My hands speak Spanish, too

The other day I took the niños to the pool. Usually I get out a few minutes before them and let them play a little longer. When it’s time to go, I wave them over, since they can’t hear me over all the noise of splashing and playing.

Well, as I waved them over this time, I stared at my hand in disbelief, because completely without my permission, my hand was speaking Spanish.

You see, you don’t actually have to open your mouth to speak Spanish. Different gestures mean different things in different cultures, and while there are many accepted ways to say “come here” for gringos, my hand waved my children over in latino “sign language”.


  1. Very nice. Yes, in the Spanish speaking world, a lot is said with your hands. But my favorite non-verbal (and my Anglo wife’s favorite) is pointing at things with your lips. It comes in handy if two people want to discretely and subtly communicate something without alerting the third person in the room. As soon as the oblivious party looks in a different direction, a well aimed pair of pointed pursed lips can say: “check out her feet, I wonder how long she’s been dragging that strip of toilet paper around”

    • @ Rubén – One of my favorites, too! :) … I also love to see los machos greet each other with a slight “chin lift”.
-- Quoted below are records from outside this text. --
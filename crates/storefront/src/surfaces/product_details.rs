//! Product detail page: photo gallery with hover zoom, prices, discount badge
//! and the add-to-cart / favorite / share actions.

use serde::Serialize;
use vitrine_core::{Photo, Product, ProductId};

use crate::events::{EventSink, SurfaceEvent};
use crate::filters::format_price;
use crate::pricing::discount_for;

const DEFAULT_ZOOM_ORIGIN: &str = "50% 50%";

/// Hint shown under the gallery.
pub const GALLERY_HELPER: &str =
    "Passe o mouse para ampliar • Use as setas ou os botões para navegar.";

/// Bounding box of the main photo, in the same units as pointer positions.
#[derive(Debug, Clone, Copy, PartialEq, Serialize)]
pub struct ZoomRect {
    pub left: f64,
    pub top: f64,
    pub width: f64,
    pub height: f64,
}

impl ZoomRect {
    /// Pointer position as percentages of the box, clamped to `0..=100`.
    ///
    /// `None` when the box has no area.
    fn relative(&self, x: f64, y: f64) -> Option<(f64, f64)> {
        if self.width <= 0.0 || self.height <= 0.0 {
            return None;
        }
        let px = ((x - self.left) / self.width * 100.0).clamp(0.0, 100.0);
        let py = ((y - self.top) / self.height * 100.0).clamp(0.0, 100.0);
        Some((px, py))
    }
}

/// Photo carousel state.
#[derive(Debug, Clone, PartialEq)]
pub struct Gallery {
    photos: Vec<Photo>,
    index: usize,
    zoom_origin: String,
}

impl Default for Gallery {
    fn default() -> Self {
        Self {
            photos: Vec::new(),
            index: 0,
            zoom_origin: DEFAULT_ZOOM_ORIGIN.to_string(),
        }
    }
}

impl Gallery {
    #[must_use]
    pub fn new(photos: Vec<Photo>) -> Self {
        let mut gallery = Self::default();
        gallery.set_photos(photos);
        gallery
    }

    /// Replace the photos, dropping blank sources.
    ///
    /// The current index survives unless it no longer points at a photo, in
    /// which case it goes back to the first one.
    pub fn set_photos(&mut self, photos: Vec<Photo>) {
        self.photos = photos
            .into_iter()
            .filter(|photo| !photo.src.trim().is_empty())
            .collect();
        if self.index >= self.photos.len() {
            self.index = 0;
        }
    }

    #[must_use]
    pub fn photos(&self) -> &[Photo] {
        &self.photos
    }

    #[must_use]
    pub const fn index(&self) -> usize {
        self.index
    }

    #[must_use]
    pub fn is_empty(&self) -> bool {
        self.photos.is_empty()
    }

    #[must_use]
    pub fn current(&self) -> Option<&Photo> {
        self.photos.get(self.index)
    }

    /// Advance, wrapping from the last photo to the first.
    pub fn next(&mut self) {
        if !self.photos.is_empty() {
            self.index = (self.index + 1) % self.photos.len();
        }
    }

    /// Go back, wrapping from the first photo to the last.
    pub fn prev(&mut self) {
        if !self.photos.is_empty() {
            self.index = self.index.checked_sub(1).unwrap_or(self.photos.len() - 1);
        }
    }

    /// Jump to a thumbnail. Out-of-range indexes are ignored.
    pub fn select(&mut self, index: usize) {
        if index < self.photos.len() {
            self.index = index;
        }
    }

    /// Handle a keyboard key by its DOM name. Returns whether it was used.
    pub fn handle_key(&mut self, key: &str) -> bool {
        match key {
            "ArrowLeft" => self.prev(),
            "ArrowRight" => self.next(),
            _ => return false,
        }
        true
    }

    /// `"2/5"`, or `None` with no photos.
    #[must_use]
    pub fn position_label(&self) -> Option<String> {
        (!self.photos.is_empty()).then(|| format!("{}/{}", self.index + 1, self.photos.len()))
    }

    /// CSS `transform-origin` for the zoomed photo.
    #[must_use]
    pub fn zoom_origin(&self) -> &str {
        &self.zoom_origin
    }

    /// Move the zoom focus under the pointer.
    pub fn zoom_at(&mut self, x: f64, y: f64, rect: ZoomRect) -> &str {
        self.zoom_origin = rect.relative(x, y).map_or_else(
            || DEFAULT_ZOOM_ORIGIN.to_string(),
            |(px, py)| format!("{px:.2}% {py:.2}%"),
        );
        &self.zoom_origin
    }

    /// Pointer left the photo.
    pub fn reset_zoom(&mut self) {
        DEFAULT_ZOOM_ORIGIN.clone_into(&mut self.zoom_origin);
    }
}

/// Thumbnail strip entry.
#[derive(Debug, Clone, PartialEq, Eq, Serialize)]
pub struct ThumbnailView {
    pub index: usize,
    pub src: String,
    pub alt: String,
    pub active: bool,
}

/// Rendered product page.
#[derive(Debug, Clone, PartialEq, Eq, Serialize)]
pub struct ProductDetailsView {
    pub id: ProductId,
    pub name: String,
    pub description: String,
    pub price: String,
    /// Only shown when it is above the current price.
    pub old_price: Option<String>,
    /// `"-15% OFF"`
    pub discount_badge: Option<String>,
    pub photo_src: String,
    pub photo_alt: String,
    pub thumbnails: Vec<ThumbnailView>,
    pub position: String,
    pub zoom_origin: String,
    pub helper: Option<&'static str>,
}

/// Product page state.
#[derive(Debug, Clone, PartialEq)]
pub struct ProductDetails {
    product: Product,
    gallery: Gallery,
    show_helper: bool,
}

impl ProductDetails {
    #[must_use]
    pub fn new(product: Product, show_helper: bool) -> Self {
        let gallery = Gallery::new(product.photos.clone());
        Self {
            product,
            gallery,
            show_helper,
        }
    }

    #[must_use]
    pub const fn product(&self) -> &Product {
        &self.product
    }

    #[must_use]
    pub const fn gallery(&self) -> &Gallery {
        &self.gallery
    }

    pub const fn gallery_mut(&mut self) -> &mut Gallery {
        &mut self.gallery
    }

    /// Swap in a new product, keeping the gallery position when it still fits.
    pub fn set_product(&mut self, product: Product) {
        self.gallery.set_photos(product.photos.clone());
        self.product = product;
    }

    pub fn add_to_cart(&self, sink: &mut dyn EventSink) {
        sink.emit(SurfaceEvent::AddToCartRequested(self.product.id.clone()));
    }

    pub fn add_to_favorites(&self, sink: &mut dyn EventSink) {
        sink.emit(SurfaceEvent::AddToFavoritesRequested(self.product.id.clone()));
    }

    pub fn share(&self, sink: &mut dyn EventSink) {
        sink.emit(SurfaceEvent::ShareProductRequested(self.product.id.clone()));
    }

    /// Render the page. Nothing is shown for a product without photos.
    #[must_use]
    pub fn view(&self) -> Option<ProductDetailsView> {
        let photo = self.gallery.current()?;
        let product = &self.product;

        let old_price = product
            .old_price
            .as_ref()
            .filter(|old| old.amount() > product.price.amount())
            .map(format_price);

        let thumbnails = self
            .gallery
            .photos()
            .iter()
            .enumerate()
            .map(|(index, photo)| ThumbnailView {
                index,
                src: photo.src.clone(),
                alt: photo
                    .alt
                    .clone()
                    .unwrap_or_else(|| format!("Miniatura {}", index + 1)),
                active: index == self.gallery.index(),
            })
            .collect();

        Some(ProductDetailsView {
            id: product.id.clone(),
            name: product.name.clone(),
            description: product.description.clone(),
            price: format_price(&product.price),
            old_price,
            discount_badge: discount_for(product).map(|discount| discount.badge()),
            photo_src: photo.src.clone(),
            photo_alt: photo.alt.clone().unwrap_or_else(|| product.name.clone()),
            thumbnails,
            position: self.gallery.position_label().unwrap_or_default(),
            zoom_origin: self.gallery.zoom_origin().to_string(),
            helper: self.show_helper.then_some(GALLERY_HELPER),
        })
    }
}
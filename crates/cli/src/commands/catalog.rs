//! Favorites and product detail commands.

use vitrine_storefront::StorefrontConfig;
use vitrine_storefront::surfaces::{FavoriteItemCard, FavoriteView, ProductDetails};

use super::{load_fixture, print_json};

/// Render every favorite card in the fixture.
///
/// # Errors
///
/// Returns an error if the fixture cannot be loaded.
pub fn favorites(config: &StorefrontConfig) -> Result<(), Box<dyn std::error::Error>> {
    let fixture = load_fixture(config)?;
    let views: Vec<FavoriteView> = fixture
        .favorites
        .into_iter()
        .map(|item| FavoriteItemCard::new(item).view())
        .collect();
    print_json(&views)
}

/// Render the fixture product page.
///
/// # Errors
///
/// Returns an error if the fixture cannot be loaded, has no product, or the
/// product has no photos to show.
pub fn product(config: &StorefrontConfig) -> Result<(), Box<dyn std::error::Error>> {
    let fixture = load_fixture(config)?;
    let product = fixture.product.ok_or("fixture has no product")?;
    let details = ProductDetails::new(product, config.show_gallery_helper);
    let view = details.view().ok_or("product has no photos")?;
    print_json(&view)
}
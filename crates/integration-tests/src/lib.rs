//! Integration tests for Vitrine.
//!
//! # Running Tests
//!
//! ```bash
//! cargo test -p vitrine-integration-tests
//! ```
//!
//! # Test Categories
//!
//! - `cart_surfaces` - Cart drawer, cart card and order summary over the bundled fixture
//! - `address_book` - Address selection, form and removal flows
//! - `catalog` - Favorites, product gallery and discount badge
//!
//! Every test mounts surfaces from the fixture that ships with
//! `vitrine-storefront`, so no services are needed.

use vitrine_storefront::config::DEFAULT_FIXTURE;
use vitrine_storefront::fixtures::CatalogFixture;

/// Load the fixture bundled with the storefront crate.
///
/// # Panics
///
/// Panics if the bundled fixture is missing or invalid.
#[must_use]
pub fn bundled_fixture() -> CatalogFixture {
    CatalogFixture::load(DEFAULT_FIXTURE).expect("bundled fixture should load")
}
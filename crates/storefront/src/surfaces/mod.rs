//! Presentation surfaces.
//!
//! Each surface keeps only UI-local state (open/closed, selected index, form
//! values) and renders a plain view model. Cart arithmetic lives in
//! [`crate::cart`]; surfaces dispatch into it and read back snapshots.

pub mod addresses;
pub mod cart;
pub mod favorites;
pub mod order_summary;
pub mod product_details;
pub mod regions;

pub use addresses::{AddressModal, AddressRow, AddressesView, ManageAddressesCard, ModalMode, RemovalPrompt};
pub use cart::{CartCard, CartDrawer, CartItemView, CartView};
pub use favorites::{FavoriteItemCard, FavoriteView};
pub use order_summary::{OrderSummaryCard, OrderSummaryView, SummaryRow};
pub use product_details::{Gallery, ProductDetails, ProductDetailsView, ThumbnailView, ZoomRect};
pub use regions::{BrazilianState, SelectOption};
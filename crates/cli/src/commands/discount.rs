//! Discount normalization command.

use rust_decimal::Decimal;
use serde::Serialize;
use vitrine_core::Money;
use vitrine_storefront::StorefrontConfig;
use vitrine_storefront::filters::format_price;
use vitrine_storefront::pricing::{DiscountPercent, derive_from_prices, normalize_explicit, resolve};

#[derive(Debug, Serialize)]
struct DiscountReport {
    price: String,
    old_price: Option<String>,
    /// Percentage from the explicit value, if usable.
    explicit: Option<DiscountPercent>,
    /// Percentage derived from the old price, if any.
    derived: Option<DiscountPercent>,
    /// What the badge shows. A set discount hides the old-price markdown.
    badge: Option<String>,
}

/// Print how a price, old price and explicit discount resolve to a badge.
///
/// # Errors
///
/// Returns an error if a price is negative.
pub fn run(
    config: &StorefrontConfig,
    price: Decimal,
    old_price: Option<Decimal>,
    discount: Option<Decimal>,
) -> Result<(), Box<dyn std::error::Error>> {
    let price = Money::new(price, config.currency)?;
    let old_price = old_price
        .map(|amount| Money::new(amount, config.currency))
        .transpose()?;

    let explicit = discount.and_then(normalize_explicit);
    let derived = old_price
        .as_ref()
        .and_then(|old| derive_from_prices(&price, old));

    super::print_json(&DiscountReport {
        price: format_price(&price),
        old_price: old_price.as_ref().map(format_price),
        explicit,
        derived,
        badge: resolve(discount, &price, old_price.as_ref()).map(DiscountPercent::badge),
    })
}
impl ManageAddressesCard {
    pub const HEADING: &'static str = "Selecione seu endereço";
    pub const EMPTY_MESSAGE: &'static str = "Nenhum endereço cadastrado ainda.";
    pub const CREATE_LABEL: &'static str = "Cadastrar novo endereço";

    /// An uncontrolled card. The first address starts out selected.
    #[must_use]
    pub fn new(addresses: Vec<Address>) -> Self {
        Self {
            addresses,
            ..Self::default()
        }
    }

    /// A card whose selection is driven by the host.
    #[must_use]
    pub fn controlled(addresses: Vec<Address>, selected: Option<AddressId>) -> Self {
        Self {
            addresses,
            controlled: selected,
            ..Self::default()
        }
    }

    #[must_use]
    pub fn addresses(&self) -> &[Address] {
        &self.addresses
    }

    /// Replace the list, e.g. after the host handled an event.
    ///
    /// A pending removal or local selection pointing at an address that is
    /// gone is dropped.
    pub fn set_addresses(&mut self, addresses: Vec<Address>) {
        self.addresses = addresses;
        if self
            .pending_removal
            .as_ref()
            .is_some_and(|id| self.find(id).is_none())
        {
            self.pending_removal = None;
        }
        if self
            .local_selection
            .as_ref()
            .is_some_and(|id| self.find(id).is_none())
        {
            self.local_selection = None;
        }
    }

    /// Update the host-driven selection. `None` hands control back.
    pub fn set_controlled_selection(&mut self, selected: Option<AddressId>) {
        self.controlled = selected;
    }

    fn find(&self, id: &AddressId) -> Option<&Address> {
        self.addresses.iter().find(|address| &address.id == id)
    }

    /// The address currently highlighted.
    ///
    /// A host-controlled id that is not in the list highlights nothing.
    #[must_use]
    pub fn selected(&self) -> Option<&Address> {
        match &self.controlled {
            Some(id) => self.find(id),
            None => self
                .local_selection
                .as_ref()
                .and_then(|id| self.find(id))
                .or_else(|| self.addresses.first()),
        }
    }

    #[must_use]
    pub fn selected_label(&self) -> Option<&str> {
        self.selected().map(|address| address.label.as_str())
    }

    /// Select an address and tell the host. Unknown IDs are ignored.
    pub fn select(&mut self, id: &AddressId, sink: &mut dyn EventSink) {
        if self.find(id).is_none() {
            debug!(%id, "ignoring selection of unknown address");
            return;
        }
        if self.controlled.is_none() {
            self.local_selection = Some(id.clone());
        }
        sink.emit(SurfaceEvent::AddressSelected(id.clone()));
    }

    #[must_use]
    pub const fn modal(&self) -> Option<&AddressModal> {
        self.modal.as_ref()
    }

    pub const fn modal_mut(&mut self) -> Option<&mut AddressModal> {
        self.modal.as_mut()
    }

    /// Open an empty form.
    pub fn open_create(&mut self) {
        self.modal = Some(AddressModal::new(ModalMode::Create, AddressForm::default()));
    }

    /// Open the form prefilled with an existing address.
    pub fn open_edit(&mut self, id: &AddressId) {
        match self.find(id) {
            Some(address) => {
                let form = AddressForm::from(address);
                self.modal = Some(AddressModal::new(ModalMode::Edit(id.clone()), form));
            }
            None => debug!(%id, "ignoring edit of unknown address"),
        }
    }

    /// Close the modal, discarding its values.
    pub fn close_modal(&mut self) {
        self.modal = None;
    }

    /// Set a form field on the open modal.
    pub fn set_field(&mut self, field: AddressField, value: &str) {
        if let Some(modal) = &mut self.modal {
            modal.form.set_field(field, value);
        }
    }

    /// Validate and submit the open modal.
    ///
    /// On success, emits [`SurfaceEvent::AddressCreated`] or
    /// [`SurfaceEvent::AddressUpdated`] and closes the modal. With no modal
    /// open this does nothing.
    ///
    /// # Errors
    ///
    /// Returns the validation problems and keeps the modal open with them.
    pub fn submit(&mut self, sink: &mut dyn EventSink) -> Result<(), Vec<AddressFieldError>> {
        let Some(modal) = &mut self.modal else {
            return Ok(());
        };
        if let Err(errors) = modal.form.validate() {
            modal.errors.clone_from(&errors);
            return Err(errors);
        }

        let Some(modal) = self.modal.take() else {
            return Ok(());
        };
        match modal.mode {
            ModalMode::Create => sink.emit(SurfaceEvent::AddressCreated(modal.form)),
            ModalMode::Edit(id) => match self.find(&id) {
                Some(address) => {
                    sink.emit(SurfaceEvent::AddressUpdated(address.merged_with(modal.form)));
                }
                None => debug!(%id, "edited address disappeared before submit"),
            },
        }
        Ok(())
    }

    /// First step of removal: ask for confirmation.
    pub fn request_removal(&mut self, id: &AddressId) {
        if self.find(id).is_some() {
            self.pending_removal = Some(id.clone());
        }
    }

    pub fn cancel_removal(&mut self) {
        self.pending_removal = None;
    }

    /// Second step of removal: emit [`SurfaceEvent::AddressRemoved`].
    pub fn confirm_removal(&mut self, sink: &mut dyn EventSink) {
        if let Some(id) = self.pending_removal.take() {
            sink.emit(SurfaceEvent::AddressRemoved(id));
        }
    }

    #[must_use]
    pub fn removal_prompt(&self) -> Option<RemovalPrompt> {
        self.pending_removal
            .as_ref()
            .and_then(|id| self.find(id))
            .map(RemovalPrompt::for_address)
    }

    #[must_use]
    pub fn view(&self) -> AddressesView {
        let selected_id = self.selected().map(|address| &address.id);
        let rows: Vec<AddressRow> = self
            .addresses
            .iter()
            .map(|address| AddressRow::render(address, Some(&address.id) == selected_id))
            .collect();

        AddressesView {
            heading: Self::HEADING,
            selected_caption: self
                .selected_label()
                .map(|label| format!("Endereço selecionado: {label}")),
            empty_message: rows.is_empty().then_some(Self::EMPTY_MESSAGE),
            rows,
            create_label: Self::CREATE_LABEL,
        }
    }
}
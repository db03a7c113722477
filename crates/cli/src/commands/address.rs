//! Address form commands.

use clap::Args;
use thiserror::Error;
use tracing::{error, info};
use vitrine_core::{AddressField, AddressForm, DEFAULT_COUNTRY};
use vitrine_storefront::surfaces::regions::{city_options, find_state, state_options};

use super::print_json;

/// Errors that can occur in address commands.
#[derive(Debug, Error)]
pub enum AddressCommandError {
    /// The form did not validate.
    #[error("{0} validation errors found")]
    Invalid(usize),

    /// The state code is not a Brazilian UF.
    #[error("Unknown state: {0}")]
    UnknownState(String),
}

/// Address fields, one flag each. Missing flags are left blank.
#[derive(Debug, Args)]
pub struct AddressArgs {
    /// Identification, e.g. "Casa"
    #[arg(long, default_value = "")]
    label: String,

    #[arg(long, default_value = "")]
    street: String,

    /// House or building number
    #[arg(long, default_value = "")]
    number: String,

    #[arg(long, default_value = "")]
    complement: String,

    #[arg(long, default_value = "")]
    neighborhood: String,

    #[arg(long, default_value = "")]
    city: String,

    /// Two-letter state code
    #[arg(long, default_value = "")]
    state: String,

    /// CEP, with or without the dash
    #[arg(long, default_value = "")]
    zip: String,

    #[arg(long, default_value = DEFAULT_COUNTRY)]
    country: String,
}

impl AddressArgs {
    fn into_form(self) -> AddressForm {
        let mut form = AddressForm {
            complement: self.complement,
            country: self.country,
            ..AddressForm::default()
        };
        for (field, value) in [
            (AddressField::Label, self.label),
            (AddressField::Street, self.street),
            (AddressField::ResidenceNumber, self.number),
            (AddressField::Neighborhood, self.neighborhood),
            (AddressField::City, self.city),
            (AddressField::State, self.state),
            (AddressField::ZipCode, self.zip),
        ] {
            form.set_field(field, &value);
        }
        form
    }
}

/// Validate an address and print the normalized form.
///
/// # Errors
///
/// Returns [`AddressCommandError::Invalid`] after logging each problem.
pub fn validate(args: AddressArgs) -> Result<(), Box<dyn std::error::Error>> {
    let form = args.into_form();

    if let Err(errors) = form.validate() {
        error!("Address validation failed:");
        for err in &errors {
            error!("  - {err}");
        }
        return Err(AddressCommandError::Invalid(errors.len()).into());
    }

    info!("Address is valid");
    print_json(&form)
}

/// Print state options, or the city options of `state`.
///
/// # Errors
///
/// Returns [`AddressCommandError::UnknownState`] for an unknown UF.
pub fn options(state: Option<&str>) -> Result<(), Box<dyn std::error::Error>> {
    match state {
        None => print_json(&state_options()),
        Some(uf) if find_state(uf).is_some() => print_json(&city_options(uf, "")),
        Some(uf) => Err(AddressCommandError::UnknownState(uf.to_string()).into()),
    }
}
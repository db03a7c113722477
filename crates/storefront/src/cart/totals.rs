//! Derived subtotals and grand total.
//!
//! Arithmetic stays on exact decimals. Each line's displayed subtotal is
//! rounded once to the currency's minor unit, and the grand total is the
//! exact sum of unrounded subtotals, rounded once at the end. The grand total
//! can therefore differ by a centavo from the sum of the displayed line
//! subtotals when several lines end in half-centavos.

use serde::Serialize;
use tracing::warn;
use vitrine_core::{CurrencyCode, LineItem, Money, ProductId, Quantity};

/// Totals for one line of the cart.
#[derive(Debug, Clone, PartialEq, Eq, Serialize)]
pub struct LineTotal {
    pub id: ProductId,
    pub unit_price: Money,
    pub quantity: Quantity,
    /// `unit_price × quantity`, rounded for display.
    pub subtotal: Money,
}

/// Totals for a whole working set.
#[derive(Debug, Clone, PartialEq, Eq, Serialize)]
pub struct CartTotals {
    /// One entry per line, in cart order.
    pub lines: Vec<LineTotal>,
    /// Sum of exact subtotals, rounded once.
    pub grand_total: Money,
    /// Total number of units across lines.
    pub item_count: u64,
}

impl CartTotals {
    /// Totals of an empty cart.
    #[must_use]
    pub const fn empty(currency: CurrencyCode) -> Self {
        Self {
            lines: Vec::new(),
            grand_total: Money::zero(currency),
            item_count: 0,
        }
    }

    /// Whether there is nothing to check out.
    #[must_use]
    pub fn is_empty(&self) -> bool {
        self.lines.is_empty()
    }

    /// Totals for a specific line.
    #[must_use]
    pub fn line(&self, id: &ProductId) -> Option<&LineTotal> {
        self.lines.iter().find(|line| &line.id == id)
    }
}

/// Compute line subtotals and the grand total in `currency`.
///
/// Lines priced in a different currency cannot be summed; they are logged and
/// left out. [`LineItemStore`](super::LineItemStore) rejects such items when it
/// is seeded, so this only matters for callers using the function directly.
#[must_use]
pub fn calculate(items: &[LineItem], currency: CurrencyCode) -> CartTotals {
    let mut totals = CartTotals::empty(currency);
    let mut exact_sum = Money::zero(currency);

    for item in items {
        let subtotal = item.subtotal();
        let Ok(sum) = exact_sum.checked_add(&subtotal) else {
            warn!(
                id = %item.id,
                found = %subtotal.currency_code(),
                expected = %currency,
                "skipping line priced in another currency"
            );
            continue;
        };
        exact_sum = sum;
        totals.item_count += u64::from(item.quantity().get());
        totals.lines.push(LineTotal {
            id: item.id.clone(),
            unit_price: item.unit_price(),
            quantity: item.quantity(),
            subtotal: subtotal.rounded(),
        });
    }

    totals.grand_total = exact_sum.rounded();
    totals
}

#[cfg(test)]
#[allow(clippy::unwrap_used)]
mod tests {
    use rust_decimal::Decimal;

    use super::*;

    fn item(id: &str, price: &str, qty: u32) -> LineItem {
        LineItem::new(
            id,
            id,
            Money::new(price.parse().unwrap(), CurrencyCode::BRL).unwrap(),
            Quantity::new(qty).unwrap(),
        )
    }

    fn dec(s: &str) -> Decimal {
        s.parse().unwrap()
    }

    #[test]
    fn test_order_summary_scenario() {
        let items = [item("1", "79.90", 1), item("2", "259.00", 2)];
        let totals = calculate(&items, CurrencyCode::BRL);

        assert_eq!(totals.grand_total.amount(), dec("597.90"));
        assert_eq!(totals.item_count, 3);
        assert_eq!(
            totals.line(&"2".into()).unwrap().subtotal.amount(),
            dec("518.00")
        );
    }

    #[test]
    fn test_empty_cart_is_zero() {
        let totals = calculate(&[], CurrencyCode::BRL);
        assert!(totals.is_empty());
        assert!(totals.grand_total.is_zero());
        assert_eq!(totals, CartTotals::empty(CurrencyCode::BRL));
    }

    #[test]
    fn test_grand_total_rounds_once() {
        // Each line is 0.005 → displays 0.01, but the exact sum is 0.015 → 0.02.
        let items = [item("a", "0.005", 1), item("b", "0.005", 1), item("c", "0.005", 1)];
        let totals = calculate(&items, CurrencyCode::BRL);

        assert!(totals.lines.iter().all(|l| l.subtotal.amount() == dec("0.01")));
        assert_eq!(totals.grand_total.amount(), dec("0.02"));
    }

    #[test]
    fn test_float_unfriendly_prices_are_exact() {
        let items = [item("a", "0.10", 3), item("b", "0.20", 1)];
        let totals = calculate(&items, CurrencyCode::BRL);
        assert_eq!(totals.grand_total.amount(), dec("0.50"));
    }

    #[test]
    fn test_foreign_currency_lines_are_skipped() {
        let usd = LineItem::new(
            "x",
            "x",
            Money::from_minor_units(100, CurrencyCode::USD),
            Quantity::MIN,
        );
        let totals = calculate(&[item("a", "1.00", 1), usd], CurrencyCode::BRL);
        assert_eq!(totals.lines.len(), 1);
        assert_eq!(totals.grand_total.amount(), dec("1.00"));
    }
}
    • @Ruben I do “the lips” thing all the time and now that I think about it, I also make a fast eyebrow movement as to say “pay attention over there” LOL

      • @ Claudia – LOL, my husband does this all the time. It’s very comical yet adorable with his thick eyebrows.

  2. my girlfriends and i nod/agree with just our index finger. Do you know what I mean? Also indicates “ready” or “let’s get out of here”! I think it’s a Baja/Sinaloa/Nayarit thing.

    • @ Graciela – This might be a new one for me. I’m not quite sure what you mean. How do you move your index finger in these situations? (Kind of hard to describe without, I know!)

    • Graciela & Tracy, it’s a Mexican thing for sure because we do that in my house! Our entire family in Mexico (mostly all from Mexico City with a few stragglers from other areas & some relatives from Veracruz) all do it too!

  3. Oh so true! I hope that sometimes you also remember to point with your chin in addition to using your hands. I once got pinched by my mother as we exited church when I was a kid. I saw the priest at the door and instead of extending my hand to shake his, I simply gave that chin/head up and back gesture that’s very Mexican (not sure how much it fits into other Latinos’ gestural repartee). I saw nothing wrong with it since he smiled and returned the gesture.

  4. LOL! I never really thought of the differences, unfortunately, I don’t use the Latino hand gestures to call someone over. I ghetto-ly yell for them to come over. Heh.

  5. I made the meatballs (and sals) for dinner tonight and they were a HIT! YUMMY, I cooked them on the BBQ and served with grilled polenta and sour cream… mmmm, it will be made again, I can guarantee it — Thank you!!!!!

  6. OMG! That is hilarious! I will have to do a post based off of this one called: My Hands Speak New Yorker, Too! I have a few choice Latina/New Yorker gestures for some people. LOL.